Instructions to follow - Stopping at the line that holds "use crate::navigator::Navigator;", repeat the lines below exactly, starting from the very first and including that final line.

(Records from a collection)
======
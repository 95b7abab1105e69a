//! Lazy sequences of child navigators
//!
//! Both iterators borrow the immutable scope and build each navigator on
//! demand. Cloning an iterator gives an independent cursor; calling the
//! producing method again starts over from the first element.

use std::iter::FusedIterator;
use std::slice::{Chunks, Iter};

use crate::accessor::Accessor;
use crate::engine::Engine;
use crate::error::{NavigationError, Result};
use crate::navigator::Navigator;

/// Navigators over the children of every element with a given name
///
/// A matched leaf yields `Err(NotComposite)` when it is reached; elements
/// past the point where iteration stops are never inspected.
pub struct Descend<'a, E, A> {
    remaining: Iter<'a, E>,
    name: String,
    engine: Engine<'a, E, A>,
}

impl<'a, E, A> Descend<'a, E, A>
where
    A: Accessor<E> + Clone,
{
    pub(crate) fn new(engine: Engine<'a, E, A>, name: &str) -> Self {
        Self {
            remaining: engine.elements().iter(),
            name: name.to_string(),
            engine,
        }
    }

    /// Apply a continuation to every navigator, still lazily
    pub fn with<R, Er, F>(self, f: F) -> DescendWith<'a, E, A, F>
    where
        F: FnMut(Navigator<'a, E, A>) -> std::result::Result<R, Er>,
        Er: From<NavigationError>,
    {
        DescendWith { inner: self, f }
    }
}

impl<'a, E, A> Iterator for Descend<'a, E, A>
where
    A: Accessor<E> + Clone,
{
    type Item = Result<Navigator<'a, E, A>>;

    fn next(&mut self) -> Option<Self::Item> {
        let accessor = self.engine.accessor();
        let name = self.name.as_str();
        let element = self
            .remaining
            .by_ref()
            .find(|element| accessor.name(element) == name)?;
        Some(self.engine.descend(element))
    }

    fn size_hint(&self) -> (usize, Option<usize>) {
        (0, self.remaining.size_hint().1)
    }
}

impl<'a, E, A> FusedIterator for Descend<'a, E, A> where A: Accessor<E> + Clone {}

impl<'a, E, A: Clone> Clone for Descend<'a, E, A> {
    fn clone(&self) -> Self {
        Self {
            remaining: self.remaining.clone(),
            name: self.name.clone(),
            engine: self.engine.clone(),
        }
    }
}

/// [`Descend`] with a continuation applied to each child navigator
pub struct DescendWith<'a, E, A, F> {
    inner: Descend<'a, E, A>,
    f: F,
}

impl<'a, E, A, F, R, Er> Iterator for DescendWith<'a, E, A, F>
where
    A: Accessor<E> + Clone,
    F: FnMut(Navigator<'a, E, A>) -> std::result::Result<R, Er>,
    Er: From<NavigationError>,
{
    type Item = std::result::Result<R, Er>;

    fn next(&mut self) -> Option<Self::Item> {
        let child = self.inner.next()?;
        Some(child.map_err(Er::from).and_then(&mut self.f))
    }

    fn size_hint(&self) -> (usize, Option<usize>) {
        self.inner.size_hint()
    }
}

impl<'a, E, A, F, R, Er> FusedIterator for DescendWith<'a, E, A, F>
where
    A: Accessor<E> + Clone,
    F: FnMut(Navigator<'a, E, A>) -> std::result::Result<R, Er>,
    Er: From<NavigationError>,
{
}

impl<'a, E, A: Clone, F: Clone> Clone for DescendWith<'a, E, A, F> {
    fn clone(&self) -> Self {
        Self {
            inner: self.inner.clone(),
            f: self.f.clone(),
        }
    }
}

/// Navigators over consecutive fixed-size windows of a scope
///
/// The last window is shorter when the scope length is not a multiple of the
/// group size. A group size of zero yields nothing.
pub struct Split<'a, E, A> {
    windows: Option<Chunks<'a, E>>,
    accessor: A,
}

impl<'a, E, A> Split<'a, E, A> {
    pub(crate) fn new(elements: &'a [E], group_size: usize, accessor: A) -> Self {
        let windows = (group_size > 0).then(|| elements.chunks(group_size));
        Self { windows, accessor }
    }
}

impl<'a, E, A> Iterator for Split<'a, E, A>
where
    A: Accessor<E> + Clone,
{
    type Item = Navigator<'a, E, A>;

    fn next(&mut self) -> Option<Self::Item> {
        let window = self.windows.as_mut()?.next()?;
        Some(Navigator::from_engine(Engine::new(
            window,
            self.accessor.clone(),
        )))
    }

    fn size_hint(&self) -> (usize, Option<usize>) {
        match &self.windows {
            Some(windows) => windows.size_hint(),
            None => (0, Some(0)),
        }
    }
}

impl<'a, E, A> ExactSizeIterator for Split<'a, E, A> where A: Accessor<E> + Clone {}

impl<'a, E, A> FusedIterator for Split<'a, E, A> where A: Accessor<E> + Clone {}

impl<'a, E, A: Clone> Clone for Split<'a, E, A> {
    fn clone(&self) -> Self {
        Self {
            windows: self.windows.clone(),
            accessor: self.accessor.clone(),
        }
    }
}
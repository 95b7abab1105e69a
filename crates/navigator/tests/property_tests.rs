use composite::Component;
use composite_navigator::{NavigationError, Navigator};
use proptest::prelude::*;

const NAMES: [&str; 4] = ["A", "B", "C", "D"];

/// Flat scopes of leaves whose names come from a small alphabet, so that
/// repeats and misses are both common
fn flat_scope() -> impl Strategy<Value = Vec<Component>> {
    prop::collection::vec((0..NAMES.len(), any::<i32>()), 0..40).prop_map(|leaves| {
        leaves
            .into_iter()
            .map(|(name, value)| Component::leaf(NAMES[name], value))
            .collect()
    })
}

fn any_name() -> impl Strategy<Value = &'static str> {
    prop::sample::select(NAMES.to_vec())
}

proptest! {
    #[test]
    fn split_reconstructs_scope(scope in flat_scope(), group_size in 1usize..10) {
        let nav = Navigator::new(&scope);
        let windows: Vec<_> = nav.split(group_size).collect();

        prop_assert_eq!(windows.len(), (scope.len() + group_size - 1) / group_size);
        if let Some((last, full)) = windows.split_last() {
            prop_assert!(full.iter().all(|w| w.len() == group_size));
            prop_assert!(last.len() >= 1 && last.len() <= group_size);
        }

        let rejoined: Vec<&Component> = windows.iter().flat_map(|w| w.scope()).collect();
        let original: Vec<&Component> = scope.iter().collect();
        prop_assert_eq!(rejoined, original);
    }

    #[test]
    fn split_zero_is_always_empty(scope in flat_scope()) {
        prop_assert_eq!(Navigator::new(&scope).split(0).count(), 0);
    }

    #[test]
    fn extract_never_returns_other_names(scope in flat_scope(), name in any_name()) {
        let nav = Navigator::new(&scope);
        match nav.extract(name) {
            Some(element) => prop_assert_eq!(element.name(), name),
            None => prop_assert!(scope.iter().all(|c| c.name() != name)),
        }
    }

    #[test]
    fn get_values_matches_filtered_scope(scope in flat_scope(), name in any_name()) {
        let nav = Navigator::new(&scope);
        let expected: Vec<i32> = scope
            .iter()
            .filter(|c| c.name() == name)
            .map(|c| match c.value() {
                Some(composite_navigator::Value::Int(v)) => *v,
                _ => unreachable!(),
            })
            .collect();

        prop_assert_eq!(nav.get_values::<i32>(name).unwrap(), expected);
    }

    #[test]
    fn get_value_requires_exactly_one(scope in flat_scope(), name in any_name()) {
        let nav = Navigator::new(&scope);
        let count = scope.iter().filter(|c| c.name() == name).count();

        match nav.get_value::<i32>(name) {
            Ok(value) => {
                prop_assert_eq!(count, 1);
                prop_assert_eq!(Some(value), nav.try_get_value::<i32>(name).unwrap());
            }
            Err(NavigationError::Multiplicity { found, .. }) => {
                prop_assert_ne!(count, 1);
                prop_assert_eq!(found, count);
            }
            Err(other) => prop_assert!(false, "unexpected error: {}", other),
        }
    }

    #[test]
    fn descend_into_leaf_is_not_composite(scope in flat_scope(), name in any_name()) {
        let nav = Navigator::new(&scope);
        for child in nav.children(name) {
            prop_assert!(
                matches!(child, Err(NavigationError::NotComposite { .. })),
                "expected NotComposite"
            );
        }
    }
}
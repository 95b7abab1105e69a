//! Sample Composite Model
//!
//! A small composite-pattern tree (named leaves holding scalars, named
//! composites holding children) that implements
//! [`composite_navigator::Element`], plus a sample record used by the demo
//! binary and the navigator's integration tests.

mod component;
pub mod sample;

pub use component::{Component, NodeKind};

/// Re-export commonly used types
pub mod prelude {
    pub use super::{sample, Component, NodeKind};
    pub use composite_navigator::prelude::*;
}
use super::LineSource;
use crate::error::{Error, Result};
use flate2::read::GzDecoder;
use reqwest::blocking::{Client as RClient, Response};
use reqwest::StatusCode;
use std::io::{BufRead, BufReader, Read};
use std::time::Duration;
use url::Url;

/// An object in a bucket, downloaded over HTTP from a storage endpoint.
///
/// Objects whose key ends in `.gz` are gunzipped while reading.
pub struct ObjectStore {
    underlying: RClient,
    endpoint: String,
    bucket: String,
    key: String,
}

impl ObjectStore {
    pub fn new<E: Into<String>, B: Into<String>, K: Into<String>>(
        endpoint: E,
        bucket: B,
        key: K,
    ) -> ObjectStore {
        ObjectStore {
            underlying: RClient::builder()
                .tcp_keepalive(Some(Duration::from_secs(20)))
                .timeout(None)
                .build()
                .unwrap_or_else(|_| RClient::new()),
            endpoint: endpoint.into(),
            bucket: bucket.into(),
            key: key.into(),
        }
    }

    /// The object URL, with the bucket and each `/`-separated part of the key
    /// percent-encoded as a path segment.
    pub fn url(&self) -> Result<Url> {
        let mut url = Url::parse(&self.endpoint)
            .map_err(|error| Error::InvalidEndpoint(format!("{}: {}", self.endpoint, error)))?;

        url.path_segments_mut()
            .map_err(|_| Error::InvalidEndpoint(self.endpoint.clone()))?
            .pop_if_empty()
            .push(&self.bucket)
            .extend(self.key.split('/'));

        Ok(url)
    }

    fn is_gz(&self) -> bool {
        self.key.ends_with(".gz")
    }

    fn fetch(&self) -> Result<Response> {
        let url = self.url()?;
        log::info!("Downloading {}", url);

        let response = self.underlying.get(url).send().map_err(|error| {
            if error.is_connect() {
                Error::SourceNotFound {
                    location: self.location(),
                }
            } else {
                Error::from(error)
            }
        })?;

        if response.status() == StatusCode::NOT_FOUND {
            Err(Error::SourceNotFound {
                location: self.location(),
            })
        } else {
            Ok(response.error_for_status()?)
        }
    }
}

impl LineSource for ObjectStore {
    fn location(&self) -> String {
        format!("gs://{}/{}", self.bucket, self.key)
    }

    fn open(&self) -> Result<Box<dyn BufRead + '_>> {
        let response = self.fetch()?;

        if self.is_gz() {
            Ok(Box::new(BufReader::new(GzDecoder::new(response))))
        } else {
            Ok(Box::new(BufReader::new(response)))
        }
    }

    fn read_all(&self) -> Result<Vec<u8>> {
        if self.is_gz() {
            let mut content = vec![];
            self.open()?.read_to_end(&mut content)?;
            Ok(content)
        } else {
            Ok(self.fetch()?.bytes()?.to_vec())
        }
    }
}
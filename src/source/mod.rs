//! Where corpus content comes from.

mod local;
mod store;

pub use local::LocalFile;
pub use store::ObjectStore;

use super::config::Config;
use super::error::Result;
use std::io::{BufRead, Read};
use std::path::PathBuf;

/// A source of newline-delimited corpus content.
pub trait LineSource {
    /// Human-readable location, used in log messages.
    fn location(&self) -> String;

    /// Open the content for incremental, line-by-line reading.
    fn open(&self) -> Result<Box<dyn BufRead + '_>>;

    /// Read the entire content at once.
    fn read_all(&self) -> Result<Vec<u8>> {
        let mut content = vec![];
        self.open()?.read_to_end(&mut content)?;
        Ok(content)
    }
}

/// Content that is already in memory (e.g. read from standard input).
pub struct InMemory {
    name: String,
    content: Vec<u8>,
}

impl InMemory {
    pub fn new<S: Into<String>, C: Into<Vec<u8>>>(name: S, content: C) -> InMemory {
        InMemory {
            name: name.into(),
            content: content.into(),
        }
    }
}

impl LineSource for InMemory {
    fn location(&self) -> String {
        self.name.clone()
    }

    fn open(&self) -> Result<Box<dyn BufRead + '_>> {
        Ok(Box::new(self.content.as_slice()))
    }

    fn read_all(&self) -> Result<Vec<u8>> {
        Ok(self.content.clone())
    }
}

#[derive(Clone, Debug, Eq, PartialEq)]
pub enum Location {
    Local(PathBuf),
    Remote { bucket: String, key: String },
}

impl Location {
    const REMOTE_SCHEME: &'static str = "gs://";

    /// Resolve a location string.
    ///
    /// `gs://bucket/key` names an object explicitly. Anything else is an object
    /// key in the configured default bucket if there is one, or a local path.
    pub fn parse(input: &str, config: &Config) -> Location {
        if let Some(rest) = input.strip_prefix(Self::REMOTE_SCHEME) {
            let mut parts = rest.splitn(2, '/');
            let bucket = parts.next().unwrap_or_default().to_string();
            let key = parts.next().unwrap_or_default().to_string();

            Location::Remote { bucket, key }
        } else {
            match config.default_bucket() {
                Some(bucket) => Location::Remote {
                    bucket: bucket.to_string(),
                    key: input.to_string(),
                },
                None => Location::Local(PathBuf::from(input)),
            }
        }
    }

    pub fn into_source(self, config: &Config) -> Box<dyn LineSource> {
        match self {
            Location::Local(path) => Box::new(LocalFile::new(path)),
            Location::Remote { bucket, key } => {
                Box::new(ObjectStore::new(config.endpoint(), bucket, key))
            }
        }
    }
}

/// Split materialized content into lines the same way `BufRead::read_until`
/// would: on `\n`, without an extra empty line after a final newline.
pub fn split_lines(content: &[u8]) -> impl Iterator<Item = &[u8]> {
    let body = if content.is_empty() {
        None
    } else {
        Some(content.strip_suffix(b"\n").unwrap_or(content))
    };

    body.into_iter()
        .flat_map(|body| body.split(|byte| *byte == b'\n'))
        .map(trim_line_ending)
}

/// Remove a trailing `\n` or `\r\n`.
pub fn trim_line_ending(line: &[u8]) -> &[u8] {
    let line = line.strip_suffix(b"\n").unwrap_or(line);
    line.strip_suffix(b"\r").unwrap_or(line)
}

#[cfg(test)]
mod tests {
    use super::*;

    fn collect_lines(content: &[u8]) -> Vec<&[u8]> {
        split_lines(content).collect()
    }

    #[test]
    fn test_split_lines() {
        assert!(collect_lines(b"").is_empty());
        assert_eq!(collect_lines(b"\n"), vec![b"" as &[u8]]);
        assert_eq!(collect_lines(b"a\nb"), vec![b"a" as &[u8], b"b"]);
        assert_eq!(collect_lines(b"a\r\nb\n"), vec![b"a" as &[u8], b"b"]);
        assert_eq!(collect_lines(b"a\n\nb\n"), vec![b"a" as &[u8], b"", b"b"]);
    }

    #[test]
    fn split_lines_agrees_with_read_until() {
        let inputs: Vec<&[u8]> = vec![b"", b"\n", b"a", b"a\n", b"a\r\n\r\nb", b"\n\na\n\n"];

        for input in inputs {
            let mut reader = input;
            let mut buffer = vec![];
            let mut streamed = vec![];

            while reader.read_until(b'\n', &mut buffer).unwrap() > 0 {
                streamed.push(trim_line_ending(&buffer).to_vec());
                buffer.clear();
            }

            let split = split_lines(input).map(|line| line.to_vec()).collect::<Vec<_>>();

            assert_eq!(split, streamed);
        }
    }

    #[test]
    fn parse_locations() {
        let config = Config::default();

        assert_eq!(
            Location::parse("gs://corpus/tweets.json", &config),
            Location::Remote {
                bucket: "corpus".to_string(),
                key: "tweets.json".to_string()
            }
        );
        assert_eq!(
            Location::parse("data/tweets.json", &config),
            Location::Local(PathBuf::from("data/tweets.json"))
        );

        let config = toml::from_str::<Config>("[storage]\nbucket=\"corpus\"").unwrap();

        assert_eq!(
            Location::parse("farmers-protest-tweets-2021-2-4.json", &config),
            Location::Remote {
                bucket: "corpus".to_string(),
                key: "farmers-protest-tweets-2021-2-4.json".to_string()
            }
        );
    }

    #[test]
    fn in_memory_source() {
        let source = InMemory::new("stdin", "a\nb\n");
        let mut lines = vec![];

        for line in source.open().unwrap().lines() {
            lines.push(line.unwrap());
        }

        assert_eq!(lines, vec!["a", "b"]);
        assert_eq!(source.read_all().unwrap(), b"a\nb\n".to_vec());
        assert_eq!(source.location(), "stdin");
    }
}
use simplelog::LevelFilter;
use std::io::Read;

fn select_log_level_filter(verbosity: i32) -> LevelFilter {
    match verbosity {
        0 => LevelFilter::Off,
        1 => LevelFilter::Error,
        2 => LevelFilter::Warn,
        3 => LevelFilter::Info,
        4 => LevelFilter::Debug,
        _ => LevelFilter::Trace,
    }
}

pub fn init_logging(verbosity: i32) -> Result<(), log::SetLoggerError> {
    simplelog::TermLogger::init(
        select_log_level_filter(verbosity),
        simplelog::Config::default(),
        simplelog::TerminalMode::Stderr,
        simplelog::ColorChoice::Auto,
    )
}

/// Read all of standard input as raw bytes (corpus lines may not be valid
/// UTF-8).
pub fn read_stdin() -> Result<Vec<u8>, std::io::Error> {
    let stdin = std::io::stdin();
    let mut buffer = vec![];
    let mut handle = stdin.lock();
    handle.read_to_end(&mut buffer)?;
    Ok(buffer)
}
======
Answer box -
repository 95b7abab1105e69a
//! Lazy sequences of child navigators
//!
//! Both iterators borrow the immutable scope and build each navigator on
//! demand. Cloning an iterator gives an independent cursor; calling the
//! producing method again starts over from the first element.

use std::iter::FusedIterator;
use std::slice::{Chunks, Iter};

use crate::accessor::Accessor;
use crate::engine::Engine;
use crate::error::{NavigationError, Result};
use crate::navigator::Navigator;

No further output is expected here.